The Circle Line

Learning to love

Love is an emotion, but it's also a skill.
Which is good news as we can all master a skill...


The word “Love” conjures many images and ideas… But what is love? Where do we get our ideas of love from? It’s the Big Question. And one to which we all have our own answers.

We learn love at school – in the books we’re taught to read and the behaviours we’re rewarded and punished for.

We learn love from films – Disney, cartoons, epics, romcoms and dramas.

Most importantly – we experience love from and between our parents.

Love was modelled by our carers when we were children. How did they show they cared about us? How did they show they cared about each other? Did they show they cared?

The good news is, whatever examples we were given, love is something we can learn as we go through life by observing and absorbing other good examples.

Love is an emotion

Emotions are complex. They are bodily sensations to which we attach a meaning. And they are different for all of us.
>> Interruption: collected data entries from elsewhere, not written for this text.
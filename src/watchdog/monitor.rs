//! In-process telemetry for live executions.
//!
//! The work loop registers a descriptor when it claims an issue and feeds it
//! state transitions and event counts as the agent runs. The watchdog loop
//! snapshots all descriptors each tick; the map never leaves this process.

use std::collections::HashMap;
use std::sync::Mutex;
use std::time::Instant;

use chrono::{DateTime, Utc};
use serde::{Deserialize, Serialize};

use crate::issue::ExecutionState;

#[derive(Debug)]
struct ExecutionTelemetry {
    executor_id: String,
    started: Instant,
    state: ExecutionState,
    event_counts: HashMap<String, u64>,
    last_progress_at: DateTime<Utc>,
}

/// Point-in-time view of one live execution, handed to the anomaly oracle.
#[derive(Debug, Clone, Serialize, Deserialize)]
pub struct ExecutionSnapshot {
    pub issue_id: String,
    pub executor_id: String,
    pub state: ExecutionState,
    pub elapsed_secs: u64,
    pub event_counts: HashMap<String, u64>,
    pub last_progress_at: DateTime<Utc>,
}

#[derive(Debug, Default)]
pub struct ExecutionMonitor {
    executions: Mutex<HashMap<String, ExecutionTelemetry>>,
}

impl ExecutionMonitor {
    pub fn new() -> Self {
        Self::default()
    }

    pub fn start_execution(&self, issue_id: &str, executor_id: &str) {
        let mut executions = self.lock();
        executions.insert(
            issue_id.to_string(),
            ExecutionTelemetry {
                executor_id: executor_id.to_string(),
                started: Instant::now(),
                state: ExecutionState::Claimed,
                event_counts: HashMap::new(),
                last_progress_at: Utc::now(),
            },
        );
    }

    pub fn record_event(&self, issue_id: &str, event_type: &str) {
        let mut executions = self.lock();
        if let Some(telemetry) = executions.get_mut(issue_id) {
            *telemetry
                .event_counts
                .entry(event_type.to_string())
                .or_insert(0) += 1;
            telemetry.last_progress_at = Utc::now();
        }
    }

    pub fn record_state(&self, issue_id: &str, state: ExecutionState) {
        let mut executions = self.lock();
        if let Some(telemetry) = executions.get_mut(issue_id) {
            telemetry.state = state;
            telemetry.last_progress_at = Utc::now();
        }
    }

    pub fn end_execution(&self, issue_id: &str) {
        let mut executions = self.lock();
        executions.remove(issue_id);
    }

    pub fn active_count(&self) -> usize {
        self.lock().len()
    }

    pub fn snapshot(&self) -> Vec<ExecutionSnapshot> {
        let executions = self.lock();
        executions
            .iter()
            .map(|(issue_id, t)| ExecutionSnapshot {
                issue_id: issue_id.clone(),
                executor_id: t.executor_id.clone(),
                state: t.state,
                elapsed_secs: t.started.elapsed().as_secs(),
                event_counts: t.event_counts.clone(),
                last_progress_at: t.last_progress_at,
            })
            .collect()
    }

    fn lock(&self) -> std::sync::MutexGuard<'_, HashMap<String, ExecutionTelemetry>> {
        self.executions.lock().unwrap_or_else(|e| e.into_inner())
    }
}

#[cfg(test)]
mod tests {
    use super::*;

    #[test]
    fn lifecycle_of_a_descriptor() {
        let monitor = ExecutionMonitor::new();
        monitor.start_execution("ov-1", "exec-1");
        monitor.record_event("ov-1", "agent_progress");
        monitor.record_event("ov-1", "agent_progress");
        monitor.record_state("ov-1", ExecutionState::Executing);

        let snapshots = monitor.snapshot();
        assert_eq!(snapshots.len(), 1);
        assert_eq!(snapshots[0].issue_id, "ov-1");
        assert_eq!(snapshots[0].state, ExecutionState::Executing);
        assert_eq!(snapshots[0].event_counts.get("agent_progress"), Some(&2));

        monitor.end_execution("ov-1");
        assert_eq!(monitor.active_count(), 0);
    }

    #[test]
    fn events_for_unknown_issue_are_ignored() {
        let monitor = ExecutionMonitor::new();
        monitor.record_event("ov-9", "agent_progress");
        assert!(monitor.snapshot().is_empty());
    }
}
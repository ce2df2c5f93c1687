//! Per-mission sandboxes: an isolated git worktree on a dedicated branch.
//!
//! Every sandbox is either referenced by the active execution that created it
//! or eligible for deletion; the manager tracks active paths in-process and
//! the janitor prunes whatever is left behind (preserved failures, crashes).
//! Branches follow the `mission/<issue-id>-<slug>` pattern.

use std::collections::HashSet;
use std::path::{Path, PathBuf};
use std::sync::{Mutex, MutexGuard};

use chrono::{TimeZone, Utc};
use tokio::process::Command;

use crate::error::{OverseerError, Result};

pub const BRANCH_PREFIX: &str = "mission/";

#[derive(Debug, Clone)]
pub struct Sandbox {
    pub issue_id: String,
    pub path: PathBuf,
    pub branch: String,
}

#[derive(Debug, Clone)]
pub struct SandboxSettings {
    pub root: PathBuf,
    pub parent_repo: PathBuf,
    pub default_branch: String,
    pub preserve_on_failure: bool,
    pub keep_branches: bool,
}

pub struct SandboxManager {
    settings: SandboxSettings,
    active: Mutex<HashSet<PathBuf>>,
}

impl SandboxManager {
    pub fn new(settings: SandboxSettings) -> Self {
        Self {
            settings,
            active: Mutex::new(HashSet::new()),
        }
    }

    /// Create a fresh worktree for `issue_id` branched from `base_branch`
    /// (falling back to the configured default branch).
    pub async fn create(
        &self,
        issue_id: &str,
        title: &str,
        base_branch: Option<&str>,
    ) -> Result<Sandbox> {
        let base = base_branch.unwrap_or(&self.settings.default_branch);
        let branch = branch_name(issue_id, title);
        let path = self.settings.root.join(format!("mission-{issue_id}"));

        std::fs::create_dir_all(&self.settings.root)?;
        if path.exists() {
            // Leftover from a previous attempt on the same issue.
            self.remove_worktree(&path).await.ok();
        }

        self.git(&[
            "worktree",
            "add",
            "-B",
            &branch,
            &path.to_string_lossy(),
            base,
        ])
        .await?;

        self.active_paths().insert(path.clone());
        tracing::info!(issue_id, branch = %branch, path = %path.display(), "Sandbox created");

        Ok(Sandbox {
            issue_id: issue_id.to_string(),
            path,
            branch,
        })
    }

    /// Tear the sandbox down. Failed missions keep their worktree when
    /// `preserve_on_failure` is set; the janitor prunes them later.
    pub async fn cleanup(&self, sandbox: &Sandbox, failed: bool) -> Result<()> {
        self.active_paths().remove(&sandbox.path);

        if failed && self.settings.preserve_on_failure {
            tracing::info!(
                issue_id = %sandbox.issue_id,
                path = %sandbox.path.display(),
                "Preserving failed sandbox for debugging"
            );
            return Ok(());
        }

        self.remove_worktree(&sandbox.path).await?;
        if !self.settings.keep_branches {
            if let Err(e) = self.git(&["branch", "-D", &sandbox.branch]).await {
                tracing::warn!(branch = %sandbox.branch, error = %e, "Failed to delete mission branch");
            }
        }
        Ok(())
    }

    /// Prune leftover sandbox directories beyond `keep`, oldest first.
    /// Directories referenced by an active execution are never touched.
    pub async fn prune_stale(&self, keep: usize) -> Result<usize> {
        let root = &self.settings.root;
        if !root.exists() {
            return Ok(0);
        }

        let active = self.active_paths().clone();
        let mut stale: Vec<(std::time::SystemTime, PathBuf)> = Vec::new();
        for entry in std::fs::read_dir(root)? {
            let entry = entry?;
            let path = entry.path();
            if !path.is_dir() || active.contains(&path) {
                continue;
            }
            let name = entry.file_name();
            if !name.to_string_lossy().starts_with("mission-") {
                continue;
            }
            let modified = entry
                .metadata()
                .and_then(|m| m.modified())
                .unwrap_or(std::time::UNIX_EPOCH);
            stale.push((modified, path));
        }

        if stale.len() <= keep {
            return Ok(0);
        }
        stale.sort_by_key(|(modified, _)| *modified);
        let excess = stale.len() - keep;

        let mut pruned = 0usize;
        for (_, path) in stale.into_iter().take(excess) {
            match self.remove_worktree(&path).await {
                Ok(()) => pruned += 1,
                Err(e) => {
                    tracing::warn!(path = %path.display(), error = %e, "Failed to prune sandbox")
                }
            }
        }
        Ok(pruned)
    }

    /// Delete mission branches with no backing worktree that are older than
    /// `retention_days`. Individual failures are logged, never fatal.
    pub async fn cleanup_orphaned_branches(&self, retention_days: u32) -> Result<usize> {
        let refs = self
            .git(&[
                "for-each-ref",
                "--format=%(refname:short) %(committerdate:unix)",
                &format!("refs/heads/{BRANCH_PREFIX}"),
            ])
            .await?;

        let worktree_branches = self.worktree_branches().await?;
        let cutoff = Utc::now() - chrono::Duration::days(retention_days as i64);

        let mut deleted = 0usize;
        for line in refs.lines() {
            let mut parts = line.split_whitespace();
            let (Some(branch), Some(epoch)) = (parts.next(), parts.next()) else {
                continue;
            };
            if worktree_branches.contains(branch) {
                continue;
            }
            let committed = epoch
                .parse::<i64>()
                .ok()
                .and_then(|secs| Utc.timestamp_opt(secs, 0).single());
            let Some(committed) = committed else { continue };
            if committed >= cutoff {
                continue;
            }
            match self.git(&["branch", "-D", branch]).await {
                Ok(_) => {
                    tracing::info!(branch, "Deleted orphaned mission branch");
                    deleted += 1;
                }
                Err(e) => {
                    tracing::warn!(branch, error = %e, "Failed to delete orphaned branch")
                }
            }
        }
        Ok(deleted)
    }

    async fn worktree_branches(&self) -> Result<HashSet<String>> {
        let output = self.git(&["worktree", "list", "--porcelain"]).await?;
        let mut branches = HashSet::new();
        for line in output.lines() {
            if let Some(branch) = line.strip_prefix("branch refs/heads/") {
                branches.insert(branch.to_string());
            }
        }
        Ok(branches)
    }

    async fn remove_worktree(&self, path: &Path) -> Result<()> {
        self.git(&["worktree", "remove", "--force", &path.to_string_lossy()])
            .await?;
        Ok(())
    }

    async fn git(&self, args: &[&str]) -> Result<String> {
        let output = Command::new("git")
            .args(args)
            .current_dir(&self.settings.parent_repo)
            .output()
            .await?;
        if !output.status.success() {
            let stderr = String::from_utf8_lossy(&output.stderr).trim().to_string();
            let detail = if stderr.is_empty() {
                format!("exit status {:?}", output.status.code())
            } else {
                stderr
            };
            return Err(OverseerError::Sandbox(format!(
                "git {} failed: {detail}",
                args.join(" ")
            )));
        }
        Ok(String::from_utf8_lossy(&output.stdout).to_string())
    }

    fn active_paths(&self) -> MutexGuard<'_, HashSet<PathBuf>> {
        self.active.lock().unwrap_or_else(|e| e.into_inner())
    }
}

/// `mission/<issue-id>-<slug>`, slug derived from the title.
pub fn branch_name(issue_id: &str, title: &str) -> String {
    let slug = slugify(title, 24);
    if slug.is_empty() {
        format!("{BRANCH_PREFIX}{issue_id}")
    } else {
        format!("{BRANCH_PREFIX}{issue_id}-{slug}")
    }
}

fn slugify(text: &str, max_len: usize) -> String {
    let mut slug = String::new();
    let mut last_dash = true;
    for c in text.chars() {
        if slug.len() >= max_len {
            break;
        }
        if c.is_ascii_alphanumeric() {
            slug.push(c.to_ascii_lowercase());
            last_dash = false;
        } else if !last_dash {
            slug.push('-');
            last_dash = true;
        }
    }
    slug.trim_matches('-').to_string()
}

#[cfg(test)]
mod tests {
    use super::*;

    #[test]
    fn branch_names_are_slugged() {
        assert_eq!(
            branch_name("ov-12", "Add retry to fetch"),
            "mission/ov-12-add-retry-to-fetch"
        );
        assert_eq!(branch_name("ov-12", "!!!"), "mission/ov-12");
        assert_eq!(
            branch_name("ov-3", "Fix: crash in login handler (intermittent)"),
            "mission/ov-3-fix-crash-in-login-handl"
        );
    }

    #[test]
    fn slug_is_bounded_and_clean() {
        let slug = slugify("A very long title that should be truncated somewhere", 24);
        assert!(slug.len() <= 24);
        assert!(!slug.starts_with('-') && !slug.ends_with('-'));
    }
}
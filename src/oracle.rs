//! Oracle seam: structured judgments from an external AI service.
//!
//! The executor never inspects how a judgment was produced; it consumes
//! [`Assessment`], [`AnomalyReport`], and [`DuplicateVerdict`] values through
//! the [`Supervisor`] trait. Tests substitute scripted implementations.

use std::process::Stdio;
use std::time::Duration;

use async_trait::async_trait;
use serde::{Deserialize, Serialize};
use serde_json::json;
use tokio::io::AsyncWriteExt;
use tokio::process::Command;

use crate::error::{OverseerError, Result};
use crate::issue::{DiscoveredIssue, Issue};
use crate::watchdog::monitor::ExecutionSnapshot;

/// Pre-execution assessment of how to approach an issue.
#[derive(Debug, Clone, Serialize, Deserialize)]
pub struct Assessment {
    pub strategy: String,
    /// 0.0 to 1.0.
    pub confidence: f64,
    pub estimated_effort: String,
    #[serde(default)]
    pub steps: Vec<String>,
    #[serde(default)]
    pub risks: Vec<String>,
}

#[derive(
    Debug, Clone, Copy, PartialEq, Eq, PartialOrd, Ord, Serialize, Deserialize, Default,
)]
#[serde(rename_all = "snake_case")]
pub enum AnomalySeverity {
    #[default]
    Low,
    Medium,
    High,
    Critical,
}

impl AnomalySeverity {
    pub fn as_str(&self) -> &'static str {
        match self {
            AnomalySeverity::Low => "low",
            AnomalySeverity::Medium => "medium",
            AnomalySeverity::High => "high",
            AnomalySeverity::Critical => "critical",
        }
    }

    /// Escalation issues inherit priority from the anomaly severity.
    pub fn escalation_priority(&self) -> i32 {
        match self {
            AnomalySeverity::Critical => 0,
            AnomalySeverity::High => 1,
            AnomalySeverity::Medium => 2,
            AnomalySeverity::Low => 3,
        }
    }
}

impl std::fmt::Display for AnomalySeverity {
    fn fmt(&self, f: &mut std::fmt::Formatter<'_>) -> std::fmt::Result {
        write!(f, "{}", self.as_str())
    }
}

/// Verdict from one watchdog anomaly check.
#[derive(Debug, Clone, Serialize, Deserialize)]
pub struct AnomalyReport {
    pub detected: bool,
    #[serde(default)]
    pub anomaly_type: String,
    #[serde(default)]
    pub severity: AnomalySeverity,
    #[serde(default)]
    pub confidence: f64,
    #[serde(default)]
    pub recommended_action: String,
    #[serde(default)]
    pub rationale: String,
    /// The execution the anomaly was observed on.
    #[serde(default)]
    pub issue_id: Option<String>,
}

impl AnomalyReport {
    pub fn none() -> Self {
        Self {
            detected: false,
            anomaly_type: String::new(),
            severity: AnomalySeverity::Low,
            confidence: 0.0,
            recommended_action: String::new(),
            rationale: String::new(),
            issue_id: None,
        }
    }
}

/// Per-candidate duplicate judgment.
///
/// `duplicate_of` names an existing issue; `duplicate_of_candidate` points at
/// an earlier candidate index in the same batch (within-batch suppression).
#[derive(Debug, Clone, Serialize, Deserialize)]
pub struct DuplicateVerdict {
    pub candidate_index: usize,
    #[serde(default)]
    pub duplicate_of: Option<String>,
    #[serde(default)]
    pub duplicate_of_candidate: Option<usize>,
    #[serde(default)]
    pub confidence: f64,
}

/// Request/response oracle returning structured judgments.
#[async_trait]
pub trait Supervisor: Send + Sync {
    async fn assess_issue(&self, issue: &Issue, context: &str) -> Result<Assessment>;

    /// Judge the current telemetry snapshots for anomalies.
    async fn detect_anomalies(&self, snapshots: &[ExecutionSnapshot]) -> Result<AnomalyReport>;

    /// Judge each candidate against the comparison set.
    async fn judge_duplicates(
        &self,
        candidates: &[DiscoveredIssue],
        existing: &[Issue],
    ) -> Result<Vec<DuplicateVerdict>>;
}

/// Supervisor backed by an external command.
///
/// The command is invoked as `<program> <verb>` with a JSON request on stdin
/// and must print a JSON response on stdout. Verbs: `assess`, `anomalies`,
/// `duplicates`.
pub struct CommandSupervisor {
    program: String,
    timeout: Duration,
}

impl CommandSupervisor {
    pub fn new(program: impl Into<String>, timeout: Duration) -> Self {
        Self {
            program: program.into(),
            timeout,
        }
    }

    async fn call(&self, verb: &str, request: serde_json::Value) -> Result<serde_json::Value> {
        let mut child = Command::new(&self.program)
            .arg(verb)
            .stdin(Stdio::piped())
            .stdout(Stdio::piped())
            .stderr(Stdio::null())
            .kill_on_drop(true)
            .spawn()
            .map_err(|e| OverseerError::Oracle(format!("spawn {}: {e}", self.program)))?;

        let mut stdin = child
            .stdin
            .take()
            .ok_or_else(|| OverseerError::Oracle("oracle stdin was not piped".into()))?;
        let body = serde_json::to_vec(&request)?;
        stdin
            .write_all(&body)
            .await
            .map_err(|e| OverseerError::Oracle(format!("write request: {e}")))?;
        drop(stdin);

        let output = tokio::time::timeout(self.timeout, child.wait_with_output())
            .await
            .map_err(|_| OverseerError::Oracle(format!("oracle {verb} timed out")))?
            .map_err(|e| OverseerError::Oracle(format!("wait: {e}")))?;

        if !output.status.success() {
            return Err(OverseerError::Oracle(format!(
                "oracle {verb} exited with {:?}",
                output.status.code()
            )));
        }

        serde_json::from_slice(&output.stdout)
            .map_err(|e| OverseerError::Oracle(format!("parse {verb} response: {e}")))
    }
}

#[async_trait]
impl Supervisor for CommandSupervisor {
    async fn assess_issue(&self, issue: &Issue, context: &str) -> Result<Assessment> {
        let response = self
            .call("assess", json!({ "issue": issue, "context": context }))
            .await?;
        Ok(serde_json::from_value(response)?)
    }

    async fn detect_anomalies(&self, snapshots: &[ExecutionSnapshot]) -> Result<AnomalyReport> {
        let response = self
            .call("anomalies", json!({ "executions": snapshots }))
            .await?;
        Ok(serde_json::from_value(response)?)
    }

    async fn judge_duplicates(
        &self,
        candidates: &[DiscoveredIssue],
        existing: &[Issue],
    ) -> Result<Vec<DuplicateVerdict>> {
        let response = self
            .call(
                "duplicates",
                json!({ "candidates": candidates, "existing": existing }),
            )
            .await?;
        Ok(serde_json::from_value(response)?)
    }
}

#[cfg(test)]
mod tests {
    use super::*;

    #[test]
    fn severity_ordering_matches_escalation() {
        assert!(AnomalySeverity::Critical > AnomalySeverity::High);
        assert!(AnomalySeverity::High > AnomalySeverity::Medium);
        assert!(AnomalySeverity::Medium > AnomalySeverity::Low);
        assert_eq!(AnomalySeverity::Critical.escalation_priority(), 0);
        assert_eq!(AnomalySeverity::Low.escalation_priority(), 3);
    }

    #[test]
    fn anomaly_report_deserializes_with_defaults() {
        let report: AnomalyReport = serde_json::from_str(r#"{"detected": false}"#).unwrap();
        assert!(!report.detected);
        assert_eq!(report.severity, AnomalySeverity::Low);
        assert!(report.issue_id.is_none());
    }
}
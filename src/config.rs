use std::path::PathBuf;
use std::time::Duration;

use crate::error::{OverseerError, Result};
use crate::oracle::AnomalySeverity;

/// Top-level executor configuration, consumed once at process start.
#[derive(Debug, Clone)]
pub struct ExecutorConfig {
    pub version: String,
    /// Work-loop tick; also the heartbeat cadence.
    pub poll_interval: Duration,
    /// Stale-instance janitor cadence.
    pub cleanup_interval: Duration,
    /// How long without a heartbeat before a peer is declared stale.
    pub stale_threshold: Duration,
    /// How old stopped instance rows must be before deletion.
    pub instance_cleanup_age: Duration,
    /// How many stopped instance rows to keep regardless of age (0 = keep none).
    pub instance_cleanup_keep: usize,
    /// Consecutive failed attempts before an issue is blocked instead of reopened.
    pub max_consecutive_failures: usize,
    pub enable_ai_supervision: bool,
    pub enable_quality_gates: bool,
    pub enable_sandboxes: bool,
    pub enable_health_monitoring: bool,
    pub keep_sandbox_on_failure: bool,
    pub keep_branches: bool,
    /// Number of failed sandboxes to retain (0 = keep all).
    pub sandbox_retention_count: usize,
    pub working_dir: PathBuf,
    pub sandbox_root: PathBuf,
    pub parent_repo: PathBuf,
    pub default_branch: String,
    pub agent: AgentConfig,
    pub gates: Vec<GateSpec>,
    pub watchdog: WatchdogConfig,
    pub deduplication: DeduplicationConfig,
    pub event_retention: EventRetentionConfig,
}

impl Default for ExecutorConfig {
    fn default() -> Self {
        Self {
            version: env!("CARGO_PKG_VERSION").to_string(),
            poll_interval: Duration::from_secs(5),
            cleanup_interval: Duration::from_secs(5 * 60),
            stale_threshold: Duration::from_secs(5 * 60),
            instance_cleanup_age: Duration::from_secs(24 * 60 * 60),
            instance_cleanup_keep: 10,
            max_consecutive_failures: 3,
            enable_ai_supervision: true,
            enable_quality_gates: true,
            enable_sandboxes: true,
            enable_health_monitoring: false,
            keep_sandbox_on_failure: false,
            keep_branches: false,
            sandbox_retention_count: 3,
            working_dir: PathBuf::from("."),
            sandbox_root: PathBuf::from(".sandboxes"),
            parent_repo: PathBuf::from("."),
            default_branch: "main".to_string(),
            agent: AgentConfig::default(),
            gates: Vec::new(),
            watchdog: WatchdogConfig::default(),
            deduplication: DeduplicationConfig::default(),
            event_retention: EventRetentionConfig::default(),
        }
    }
}

impl ExecutorConfig {
    /// Fail fast on configurations the loops cannot run with.
    pub fn validate(&self) -> Result<()> {
        if self.poll_interval.is_zero() {
            return Err(OverseerError::InvalidConfig(
                "poll_interval must be greater than zero".into(),
            ));
        }
        if self.cleanup_interval.is_zero() {
            return Err(OverseerError::InvalidConfig(
                "cleanup_interval must be greater than zero".into(),
            ));
        }
        if self.stale_threshold.is_zero() {
            return Err(OverseerError::InvalidConfig(
                "stale_threshold must be greater than zero".into(),
            ));
        }
        if self.max_consecutive_failures == 0 {
            return Err(OverseerError::InvalidConfig(
                "max_consecutive_failures must be at least 1".into(),
            ));
        }
        if self.agent.program.is_empty() {
            return Err(OverseerError::InvalidConfig(
                "agent.program must not be empty".into(),
            ));
        }
        if self.agent.timeout.is_zero() {
            return Err(OverseerError::InvalidConfig(
                "agent.timeout must be greater than zero".into(),
            ));
        }
        self.watchdog.validate()?;
        self.deduplication.validate()?;
        self.event_retention.validate()?;
        Ok(())
    }
}

/// How the coding-agent subprocess is invoked.
#[derive(Debug, Clone)]
pub struct AgentConfig {
    /// Agent binary. Receives the prompt on stdin and must write structured
    /// JSON events to stdout when `stream_json` is set.
    pub program: String,
    /// Extra arguments placed before the streaming flag.
    pub args: Vec<String>,
    pub stream_json: bool,
    pub timeout: Duration,
}

impl Default for AgentConfig {
    fn default() -> Self {
        Self {
            program: "amp".to_string(),
            args: Vec::new(),
            stream_json: true,
            timeout: Duration::from_secs(30 * 60),
        }
    }
}

/// A pass/fail check run in the working directory after the agent exits.
#[derive(Debug, Clone)]
pub struct GateSpec {
    pub name: String,
    /// Shell command, run via `sh -c`.
    pub command: String,
}

#[derive(Debug, Clone)]
pub struct WatchdogConfig {
    pub enabled: bool,
    pub check_interval: Duration,
    /// Minimum oracle confidence before intervening.
    pub min_confidence: f64,
    /// Minimum anomaly severity before intervening.
    pub min_severity: AnomalySeverity,
    /// Bounded in-memory intervention history, used to damp repeats.
    pub max_history_size: usize,
    /// Emit `watchdog_alert` events for anomalies below threshold.
    pub enable_anomaly_logging: bool,
}

impl Default for WatchdogConfig {
    fn default() -> Self {
        Self {
            enabled: true,
            check_interval: Duration::from_secs(30),
            min_confidence: 0.8,
            min_severity: AnomalySeverity::High,
            max_history_size: 100,
            enable_anomaly_logging: true,
        }
    }
}

impl WatchdogConfig {
    pub fn validate(&self) -> Result<()> {
        if self.check_interval.is_zero() {
            return Err(OverseerError::InvalidConfig(
                "watchdog.check_interval must be greater than zero".into(),
            ));
        }
        if !(0.0..=1.0).contains(&self.min_confidence) {
            return Err(OverseerError::InvalidConfig(
                "watchdog.min_confidence must be in [0, 1]".into(),
            ));
        }
        Ok(())
    }
}

#[derive(Debug, Clone)]
pub struct DeduplicationConfig {
    /// Oracle confidence at or above which a candidate is a duplicate.
    pub confidence_threshold: f64,
    /// How far back to look for comparison issues.
    pub lookback_days: u32,
    /// Cap on comparison issues fetched per run.
    pub max_candidates: usize,
    /// Candidates per oracle call.
    pub batch_size: usize,
    /// Also suppress candidates duplicating an earlier candidate in the batch.
    pub within_batch: bool,
    /// On persistent oracle failure: file anyway (true) or block creation.
    pub fail_open: bool,
    pub include_closed: bool,
    /// Titles shorter than this are too generic to compare; they are filed as-is.
    pub min_title_length: usize,
    pub max_retries: usize,
    pub timeout: Duration,
}

impl Default for DeduplicationConfig {
    fn default() -> Self {
        Self {
            confidence_threshold: 0.85,
            lookback_days: 30,
            max_candidates: 50,
            batch_size: 10,
            within_batch: true,
            fail_open: true,
            include_closed: false,
            min_title_length: 10,
            max_retries: 2,
            timeout: Duration::from_secs(30),
        }
    }
}

impl DeduplicationConfig {
    pub fn validate(&self) -> Result<()> {
        if !(0.0..=1.0).contains(&self.confidence_threshold) {
            return Err(OverseerError::InvalidConfig(
                "deduplication.confidence_threshold must be in [0, 1]".into(),
            ));
        }
        if self.batch_size == 0 {
            return Err(OverseerError::InvalidConfig(
                "deduplication.batch_size must be at least 1".into(),
            ));
        }
        Ok(())
    }
}

#[derive(Debug, Clone)]
pub struct EventRetentionConfig {
    pub enabled: bool,
    /// Events older than this are deleted.
    pub retention_days: u32,
    /// Error-severity events are kept this long instead.
    pub retention_critical_days: u32,
    /// Per-issue event cap enforced each cycle.
    pub per_issue_limit: usize,
    /// Global event cap; cleanup triggers at 95% of this.
    pub global_limit: usize,
    pub cleanup_interval_hours: u32,
    /// Rows deleted per statement.
    pub batch_size: usize,
    /// Compact storage after a cycle that deleted anything.
    pub vacuum: bool,
}

impl Default for EventRetentionConfig {
    fn default() -> Self {
        Self {
            enabled: true,
            retention_days: 30,
            retention_critical_days: 90,
            per_issue_limit: 1000,
            global_limit: 100_000,
            cleanup_interval_hours: 6,
            batch_size: 500,
            vacuum: false,
        }
    }
}

impl EventRetentionConfig {
    pub fn validate(&self) -> Result<()> {
        if self.retention_days == 0 {
            return Err(OverseerError::InvalidConfig(
                "event_retention.retention_days must be at least 1".into(),
            ));
        }
        if self.retention_critical_days < self.retention_days {
            return Err(OverseerError::InvalidConfig(
                "event_retention.retention_critical_days must be >= retention_days".into(),
            ));
        }
        if self.per_issue_limit == 0 || self.global_limit == 0 {
            return Err(OverseerError::InvalidConfig(
                "event_retention limits must be at least 1".into(),
            ));
        }
        if self.cleanup_interval_hours == 0 {
            return Err(OverseerError::InvalidConfig(
                "event_retention.cleanup_interval_hours must be at least 1".into(),
            ));
        }
        if self.batch_size == 0 {
            return Err(OverseerError::InvalidConfig(
                "event_retention.batch_size must be at least 1".into(),
            ));
        }
        Ok(())
    }
}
The oxytocin-fuelled sensation of sexual love feels one of our most primal emotions; we can interpret this sensation as the drive to love and be loved in order to reproduce and to survive.

The sensation of “love” is essentially pleasant, although it can vary in intensity from:

If we are in touch with our bodies, we can feel it.

Love is a Connection

Love is most satisfying when reciprocal, like a see-saw in perpetual motion – it can go on indefinitely when it flows in both directions.

For love is connecting with another. This means to really see, hear and understand them. We can do this by:

  1. Talking – ask about others’ views and experiences, and say what you think and feel.
  2. Identifying and sharing our feelings – knowing when we are happy, sad, angry or scared and saying so.
  3. Listening – without interrupting, with no agenda, without calculating what to say next, without trying to control the conversation. (Listening to our selves means pausing and being quiet, noting our thoughts and feeling our emotions as they arise)
  4. Forgiving.

These can take a lot of practice. Listening and forgiving can be particularly hard.


Listening underpins empathy. Yet most of us find listening difficult. If we’ve not been listened to much in life (and who has?) it can be hard to listen to others; we haven’t learnt how – how would we if it’s not been modelled to us?

Instead we tend to wait for the person to stop talking so we can give our advice, or interrupt with our thoughts, or respond with “me too” or a story of our own.

The first step to actively listening is simply to be quiet. Don’t say anything. Just hear and nod.

Only if we listen can we understand.

Ironically, to learn to really listen it helps to have been regularly truly heard yourself. Then it’s much easier to (a) find the headspace to listen to others, and (b) copy how to do it.

Active listening on a deeper level takes strong self-awareness. This is what therapists are so good at, which is why they make good people to seek out to start your learning.

Listening is what shores up strong relationships. Truly hearing and trying to understand the other’s world, their point of view – this is empathy. So it’s worth the effort to practise.


Forgiveness is one of the core aspects of love at its most generous. It can also be the hardest. When the hurt caused has been great, or long-term, the pain and anger can be intense and entrenched.

Acknowledging the pain or resentment to yourself or with another person is the first step. You may well need to repeat this several times – forgiveness is a process. The second step is understanding why the other person did or said what they did. This takes listening and empathy (see above!).

There is also a time for forgiveness – which might not be now. And you may or may not always share your forgiveness – that’s up to you. It might be something you do just for your benefit.

But in any long-term love we will mess up. And that will require forgiveness if we are to get past it.

Love is an Action

Love requires demonstration. We must manifest it in actions and words. It doesn’t descend like a gift; it is us that give love life.

Love can be seen and felt in the daily practice of positive behaviours that we learn and copy through observation.

Our preferred loving behaviours differ – from thoughtful gifts, helping with the laundry, to a wildly romantic weekend away. What our different versions of loving actions have in common is that they require us to:

  1. Keep each other’s welfare paramount. This encompasses (a) Doing things for another that they enjoy – a cuppa, a bath, a hug, sex, jigsaws…. whatever floats their boat, (b) Doing things to help another, and (c) Not doing things that are bad for them or hurt them.
  2. Encouraging each other’s real self – supporting each other’s deepest needs and wants.

To respond to another’s needs, we need to know what they are – which means really seeing, hearing and understanding the other person, and ourself. Which brings us back to connection… So love really is circular.

Love is a lesson

Most of all – we can learn to love from the person we are with.

Everyone wants to love and be loved differently. So ask them.


Love in all its wonderful forms is a connection, a feeling, a set of actions – and the ultimate lesson.

It’s an ability we were all given at birth and the very essence of being human. If the above behaviours weren’t taught – or modelled – to us as kids, it might take uncomfortable daily practice to learn to love.

But that is lucky. Because we all have the ability to practice and to learn. In this way, love in all its myriad forms truly is for everyone.